As a compensation, Lawrence Aba was granted with a right of inheritance the whole territory of the ispánate of Locsmánd (Luchman, today Lutzmannsburg), located in Sopron County along the border with Austria, and its accessories, including the fortified castle of Lánzsér (present-day Landsee, part of Markt Sankt Martin in Austria) by Béla IV on the occasion of two royal donation letters in 1263. Formerly, the lordship of Locsmánd had belonged to Nicholas Szák, before it returned to the Crown after the death of Nicholas' son sometime before 1250. Béla's first document (exact date is unknown) also assigned the local castle folks and the royal castle warriors (with their lands), with the same privileges and services to the new landowner Lawrence. Accordingly, the castle warriors were free to leave military service but, in this case, they were obliged to leave their lands behind. However the king issued a second document on 17 December 1263, in which he excluded the lands of the local nobility and castle warriors from the donation to Lawrence. According to historian Gyula Kristó, the resistance of the local castle warriors, who refused to give up their privileges, was behind the difference between the texts of the two royal charters. Following their firm stance, Béla IV reviewed and reduced the amount of donation in his second royal charter. The borders of Lawrence's acquired lands were determined by Herbord Osl, who acted as pristaldus (royal commissioner or "bailiff") on behalf of Béla. In addition to the castle of Lánzsér, which became Lawrence's permanent seat thereafter, the villages of Lók, Nyék, Derecske, Récény, Haracsony, Dobornya and Nyujtál (Unterfrauenhaid, Neckenmarkt, Draßmarkt, Ritzing, Horitschon, Raiding and Neutal in modern-day Austria, respectively), among others, also belonged to the Locsmánd lordship. Lawrence bought a manor house in Nyék, which became his second residence, therefore his family was also called with the surname "Nyéki" in the contemporary documents.

The deteriorating relationship between King Béla and his son caused a civil war lasting until 1266. Lawrence supported Béla IV in the conflict, but did not play an active role in the subsequent military campaigns. After Stephen's victory, a new treaty confirmed the division of the country along the Danube. Lawrence Aba obtained the right of patronage of the Cistercian Klostermarienberg Abbey (Borsmonostor, today part of Mannersdorf an der Rabnitz, Austria) from Béla IV in 1268. A certain Peter, burgher of Sopron complained to the monarch in the next year that Lawrence, as ispán of the county, unlawfully usurped and retook the estate of Dag from him, despite the fact that Peter had received it as a royal privilege from Béla before that.

==Exile and return==
Béla IV died on 3 May 1270. His daughter, Anna, Duchess of Macsó, who was a key opponent of his brother Stephen during the 1260s conflict, seized the royal treasury and fled to Bohemia. Stephen arrived to Buda for the coronation within days. He reorganized the royal council and nominated his own partisans to the highest offices; Lawrence Aba was replaced as Master of the stewards by the new monarch's faithful partisan, Peter Csák. Lawrence was also dismissed from his office of ispán of Sopron County after (at least) 13 years. He was succeeded by Palatine Mojs in this position. Soon, he also lost his right of patronage of the Klostermarienberg Abbey in favour of brothers Demetrius and Michael Rosd. Initially, Lawrence swore loyalty to the new monarch despite his fall from grace. He still stayed in Hungary even after Stephen's coronation, when a certain Thomas, one of his servants handed over a portion of Nyujtál on behalf of his lord to certain local caste warriors in exchange for their military service.

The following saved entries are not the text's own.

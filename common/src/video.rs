//! 動画モーダルの状態管理
//!
//! `Closed → Open(Loading) → Open(Ready) | Open(Errored)`、`Open(*) → Closed`。
//! 開くたびに世代番号を進め、古い世代のメディアイベントは無視する。

use crate::date::split_duration;
use crate::notifier::NotificationKind;

pub const MSG_LOAD_ERROR: &str = "動画の読み込みに失敗しました。ファイルが存在しない可能性があります。";
pub const MSG_LOAD_START: &str = "動画を読み込み中...";
pub const MSG_CAN_PLAY: &str = "動画の準備が完了しました";
pub const MSG_INIT_FAILED: &str = "動画再生機能の初期化に失敗しました";

/// 再生対象
#[derive(Debug, Clone, Default, PartialEq, Eq)]
pub struct VideoSession {
    pub full_path: String,
    pub relative_path: String,
    pub device: String,
    pub datetime: String,
}

impl VideoSession {
    /// ダウンロード時のファイル名
    pub fn download_name(&self) -> &str {
        &self.datetime
    }
}

#[derive(Debug, Clone, Copy, PartialEq, Eq, Default)]
pub enum VideoState {
    #[default]
    Closed,
    Loading,
    Ready,
    Errored,
}

impl VideoState {
    pub fn is_open(&self) -> bool {
        !matches!(self, VideoState::Closed)
    }
}

/// セッション世代
#[derive(Debug, Clone, Copy, PartialEq, Eq)]
pub struct SessionToken(u64);

/// `<video>` 要素から届くイベント
#[derive(Debug, Clone, Copy, PartialEq)]
pub enum MediaEvent {
    LoadStart,
    CanPlay,
    Error,
    LoadedMetadata { duration: f64 },
}

/// イベントに対する応答
#[derive(Debug, Clone, PartialEq)]
pub enum Narration {
    Notify(String, NotificationKind),
    /// ログ出力のみ
    Log(String),
}

#[derive(Debug, Default)]
pub struct VideoModal {
    generation: u64,
    state: VideoState,
    session: Option<VideoSession>,
}

impl VideoModal {
    pub fn new() -> Self {
        Self::default()
    }

    /// 新しいセッションを開く（前のセッションは破棄）
    pub fn open(&mut self, session: VideoSession) -> SessionToken {
        self.generation += 1;
        self.state = VideoState::Loading;
        self.session = Some(session);
        SessionToken(self.generation)
    }

    /// 閉じる。開いていた場合は `true`
    ///
    /// 世代を進めるので、閉じた後に届いたイベントは無視される
    pub fn close(&mut self) -> bool {
        let was_open = self.state.is_open();
        self.generation += 1;
        self.state = VideoState::Closed;
        self.session = None;
        was_open
    }

    pub fn state(&self) -> VideoState {
        self.state
    }

    pub fn session(&self) -> Option<&VideoSession> {
        self.session.as_ref()
    }

    pub fn is_current(&self, token: SessionToken) -> bool {
        self.state.is_open() && token.0 == self.generation
    }

    /// メディアイベントを処理する
    ///
    /// エラーでもモーダルは閉じない
    pub fn handle(&mut self, token: SessionToken, event: MediaEvent) -> Option<Narration> {
        if !self.is_current(token) {
            return None;
        }

        match event {
            MediaEvent::Error => {
                self.state = VideoState::Errored;
                Some(Narration::Notify(MSG_LOAD_ERROR.to_string(), NotificationKind::Error))
            }
            MediaEvent::LoadStart => {
                self.state = VideoState::Loading;
                Some(Narration::Notify(MSG_LOAD_START.to_string(), NotificationKind::Info))
            }
            MediaEvent::CanPlay => {
                self.state = VideoState::Ready;
                Some(Narration::Notify(MSG_CAN_PLAY.to_string(), NotificationKind::Success))
            }
            MediaEvent::LoadedMetadata { duration } => split_duration(duration)
                .map(|(minutes, seconds)| Narration::Log(format!("動画時間: {}分{}秒", minutes, seconds))),
        }
    }
}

Shortly thereafter, however, events went into turmoil. The castles and estates along the Austrian border became a buffer zone due to the constant threat by Ottokar's expansionist ambitions. After his coronation, Stephen V met Ottokar II near Pressburg (present-day Bratislava, Slovakia), where they concluded a truce. After that, he resided in Vas County and attempted to reconcile his late father's old partisans, including Henry Kőszegi and Lawrence Aba, and appointed royal castellans to the border forts due to the threat of war with Bohemia. However, one of the local lords, Nicholas Hahót garrisoned Styrian soldiers in his fort at Pölöske, and made plundering raids against the nearby villages. Stephen's intention to avoid confrontation with the pro-Béla Western Transdanubian lords was thwarted by Nicholas Hahót's insurgency. Although his rebellion was crushed within days by late November, historian Attila Zsoldos argues the revolt and its suppression resulted that, instead of peaceful conciliation, several lords, who possessed lands along the border, including Henry Kőszegi, Lawrence Aba and Nicholas Geregye, followed Duchess Anna into exile to Bohemia and handed their castles to Ottokar II, who placed the treasonous nobles under his protection. The Hungarian monarch, who saw the power machinations and aspirations of Ottokar behind Hahót's revolt, launched a plundering raid into Austria around 21 December 1270. The raid escalated into war by the spring of 1271, when Ottokar invaded the lands north of the Danube in April 1271. Despite his initial successes, Stephen V won the decisive battle on 21 May. The two kings' envoys reached an agreement in Pressburg on 2 July. According to their treaty, Stephen promised that he would not assist Ottokar's opponents in Carinthia, and Ottokar renounced the castles he and his partisans held in Hungary. After the truce, Lawrence Aba fled the Bohemian court and returned to Hungary, along with Nicholas Geregye. He swore loyalty to Stephen V and recovered the castle of Lánzsér and its accessories of the king's courtesy.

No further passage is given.